For many families choosing high schools, it’s either magnet or charter

This article was originally published in The Notebook. In August 2020, The Notebook became Chalkbeat Philadelphia.

by Kevin McCorry for NewsWorks

Chrislie Dor, a budding poet at age 14, stands like poet Robert Frost’s narrator at a fork in the road.

The paths diverge not in a yellow wood, but instead the concrete jungle that is Philadelphia public education. Looking down one bend as far as she can, Chrislie sees the School District’s selective-admission magnet high schools. Looking down the other, she sees the city’s charter schools.

Other options — such as Chrislie’s District-run neighborhood high school — may be in the vicinity, but they don’t figure on her map.

She’s applied to the Philadelphia High School for the Creative and Performing Arts (CAPA), and Girard Academic Music Program (GAMP). If she’s not accepted to either of these schools, she’ll leave the District for a charter school.

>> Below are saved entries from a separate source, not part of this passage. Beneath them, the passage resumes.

//! Id and party code generation
//!
//! Message and member ids are short random strings over a reduced
//! lowercase alphabet. Party codes are uppercase so they can be read
//! out loud and typed on a phone.

use rand::Rng;

/// Alphabet for generic ids
pub const ID_ALPHABET: &[u8] = b"0123456789abcdefghijklmnopqrstuvwxyz";

/// Default length of generated ids
pub const ID_LENGTH: usize = 12;

/// Alphabet for party codes
pub const PARTY_CODE_ALPHABET: &[u8] = b"0123456789ABCDEFGHIJKLMNOPQRSTUVWXYZ";

/// Length of every party code
pub const PARTY_CODE_LENGTH: usize = 6;

/// Generate a random string of `length` characters drawn from `alphabet`
pub fn random_string(alphabet: &[u8], length: usize) -> String {
    let mut rng = rand::thread_rng();
    (0..length)
        .map(|_| alphabet[rng.gen_range(0..alphabet.len())] as char)
        .collect()
}

/// Generate a new 12-character id
pub fn generate() -> String {
    random_string(ID_ALPHABET, ID_LENGTH)
}

/// Generate a new party code
pub fn generate_party_code() -> String {
    random_string(PARTY_CODE_ALPHABET, PARTY_CODE_LENGTH)
}

/// Normalize a user-supplied party code (uppercase, trimmed) and validate it
///
/// Returns `None` if the code has the wrong length or contains characters
/// outside `[0-9A-Z]`.
pub fn normalize_party_code(raw: &str) -> Option<String> {
    let code = raw.trim().to_ascii_uppercase();
    let valid = code.len() == PARTY_CODE_LENGTH
        && code.bytes().all(|b| PARTY_CODE_ALPHABET.contains(&b));
    valid.then_some(code)
}

#[cfg(test)]
mod tests {
    use super::*;

    #[test]
    fn test_generated_id_shape() {
        let id = generate();
        assert_eq!(id.len(), ID_LENGTH);
        assert!(id.bytes().all(|b| ID_ALPHABET.contains(&b)));
    }

    #[test]
    fn test_generated_party_code_is_valid() {
        for _ in 0..50 {
            let code = generate_party_code();
            assert_eq!(normalize_party_code(&code), Some(code));
        }
    }

    #[test]
    fn test_normalize_party_code() {
        assert_eq!(normalize_party_code(" ab12cd "), Some("AB12CD".to_string()));
        assert_eq!(normalize_party_code("AB12C"), None);
        assert_eq!(normalize_party_code("AB12CDE"), None);
        assert_eq!(normalize_party_code("AB-2CD"), None);
    }
}
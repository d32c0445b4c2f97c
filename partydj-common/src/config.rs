//! Configuration file resolution and TOML loading
//!
//! Config file resolution follows this priority order:
//! 1. Command-line argument (highest priority)
//! 2. `PARTYDJ_CONFIG` environment variable
//! 3. User config directory (`~/.config/partydj/<module>.toml`)
//! 4. System config (`/etc/partydj/<module>.toml`, Linux only)
//!
//! A missing config file is not an error: services log a warning and run
//! on compiled defaults plus environment overrides.

use crate::{Error, Result};
use serde::de::DeserializeOwned;
use serde::{Deserialize, Serialize};
use std::path::{Path, PathBuf};
use tracing::{info, warn};

/// Environment variable naming an explicit config file
pub const CONFIG_ENV_VAR: &str = "PARTYDJ_CONFIG";

/// Logging section shared by every service config
#[derive(Debug, Clone, Serialize, Deserialize, PartialEq)]
#[serde(default)]
pub struct LoggingConfig {
    /// Default tracing filter level (overridden by RUST_LOG)
    pub level: String,
}

impl Default for LoggingConfig {
    fn default() -> Self {
        Self {
            level: "info".to_string(),
        }
    }
}

/// Locates the TOML config file for one service
pub struct ConfigFileResolver {
    module_name: String,
}

impl ConfigFileResolver {
    pub fn new(module_name: &str) -> Self {
        Self {
            module_name: module_name.to_string(),
        }
    }

    /// Resolve the config file path, or `None` if no candidate exists
    pub fn resolve(&self, cli_arg: Option<&Path>) -> Option<PathBuf> {
        // Priority 1: Command-line argument (used even if missing, so the
        // caller gets a clear warning about the path it asked for)
        if let Some(path) = cli_arg {
            return Some(path.to_path_buf());
        }

        // Priority 2: Environment variable
        if let Ok(path) = std::env::var(CONFIG_ENV_VAR) {
            if !path.trim().is_empty() {
                return Some(PathBuf::from(path));
            }
        }

        // Priority 3: User config directory
        let file_name = format!("{}.toml", self.module_name);
        if let Some(path) = dirs::config_dir().map(|d| d.join("partydj").join(&file_name)) {
            if path.exists() {
                return Some(path);
            }
        }

        // Priority 4: System config
        if cfg!(target_os = "linux") {
            let system = PathBuf::from("/etc/partydj").join(&file_name);
            if system.exists() {
                return Some(system);
            }
        }

        None
    }
}

/// Load a TOML config file, falling back to defaults when it does not exist
///
/// Parse errors are fatal: a config file that exists but cannot be read
/// must never silently turn into defaults.
pub fn load_toml_config<T>(path: Option<&Path>) -> Result<T>
where
    T: DeserializeOwned + Default,
{
    let Some(path) = path else {
        warn!("No config file found, using compiled defaults");
        return Ok(T::default());
    };

    if !path.exists() {
        warn!("Config file not found: {}, using compiled defaults", path.display());
        return Ok(T::default());
    }

    let content = std::fs::read_to_string(path)?;
    let config = toml::from_str(&content)
        .map_err(|e| Error::Config(format!("Parse TOML {} failed: {}", path.display(), e)))?;

    info!("Loaded config file: {}", path.display());
    Ok(config)
}

/// Write a TOML config file atomically (temp file + rename)
pub fn write_toml_config<T: Serialize>(config: &T, path: &Path) -> Result<()> {
    let content = toml::to_string_pretty(config)
        .map_err(|e| Error::Config(format!("Serialize TOML failed: {}", e)))?;

    if let Some(parent) = path.parent() {
        std::fs::create_dir_all(parent)?;
    }

    let tmp_path = path.with_extension("toml.tmp");
    std::fs::write(&tmp_path, content)?;
    std::fs::rename(&tmp_path, path)?;
    Ok(())
}

/// Get OS-dependent default data folder (database location)
pub fn default_data_folder() -> PathBuf {
    dirs::data_local_dir()
        .map(|d| d.join("partydj"))
        .unwrap_or_else(|| PathBuf::from("./partydj_data"))
}

/// Read an environment variable, treating empty or whitespace values as unset
pub fn env_override(name: &str) -> Option<String> {
    std::env::var(name)
        .ok()
        .filter(|value| !value.trim().is_empty())
}
//! Party lifecycle endpoints

use axum::{
    extract::{Path, State},
    http::StatusCode,
    routing::{delete, post},
    Json, Router,
};

use super::ActingUser;
use crate::error::Result;
use crate::models::{NewParty, Party};
use crate::AppState;

/// POST /parties
pub async fn create_party(
    State(state): State<AppState>,
    ActingUser(user): ActingUser,
    Json(input): Json<NewParty>,
) -> Result<(StatusCode, Json<Party>)> {
    let party = state.orchestrator.create_party(&user, input).await?;
    Ok((StatusCode::CREATED, Json(party)))
}

/// DELETE /parties/:code
pub async fn delete_party(
    State(state): State<AppState>,
    ActingUser(user): ActingUser,
    Path(code): Path<String>,
) -> Result<StatusCode> {
    state.orchestrator.delete_party(&code, &user).await?;
    Ok(StatusCode::NO_CONTENT)
}

pub fn party_routes() -> Router<AppState> {
    Router::new()
        .route("/parties", post(create_party))
        .route("/parties/:code", delete(delete_party))
}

Decision letters go out this week.

"Out of all of them, I really want to go to CAPA," she said. "I’ll be heartbroken if I don’t."

As she awaits her fate, in the balance hang not just Chrislie’s hopes and dreams, but, in many ways, the future of Philadelphia public schools.

For a district that’s seen enrollment decline by 25,662 students over the last five years, and payments to charter schools rise by more than $350 million in the same time period, moments like this can make all the difference.

The ties that bind

To know Chrislie Dor is to know her two older sisters. The three are as inseparable as the line of rowhomes framing their quiet East Oak Lane block.

Raised in a strict, single-parent household, the Dor sisters spend almost every waking moment of their free time together: joking around, contributing to each other’s poetry, harmonizing on church hymns.

"We just love singing," said Chrisla, 16, the middle sister, "like sometimes, we’re bored, somebody starts singing, then we all join together. … That’s really us."

It was Christie, 17, the eldest sister, an aspiring poet in her own right, who pushed her younger sister to hone her writing talent.

"She went even further than me and started exploring poetry and other writing," said Christie, "and then as I was reading them, I’m like, ‘She’s really good, like even better than me.’ Especially her poetry, they rhyme or they won’t rhyme, but they make absolute sense."

Onlookers can barely believe the sisters’ fondness for each other.

"Some people, especially at church, they’ll be like, ‘See, if that was my sister, I would not be talking to her,’" said Christie. "Usually, when we’re at other places, we’ll just huddle up and just talk. Sometimes we’re ignoring the other people and talking amongst ourselves, and they’re like, ‘I was never that close to my siblings.’"

If you’re thinking there’s a theme in the sisters’ names, you’d be right.

"It’s from ‘Chris’ and ‘Christ,’ God," explains Chrislie. "Mine means: ‘Christ can read,’ Chrisla is ‘Christ is always here,’ Christie is ‘Christ is medicine for everything."

The three moved from Orlando, Fla., to Philadelphia with their mother Bernadette in 2005 — seeking a fresh start after their father died of lung cancer.

Since arriving in Philadelphia, all three girls have proved hardworking, intelligent students. Each thrived in District-run elementary and middle schools.

"My daughters do something very, very, very good," said Bernadette in a thick Haitian accent. "All three, together, do something very, very, very well … very, very respectful children, too."

As high school approached for the elder two sisters, they stared down the same crossroads that Chrislie is now facing.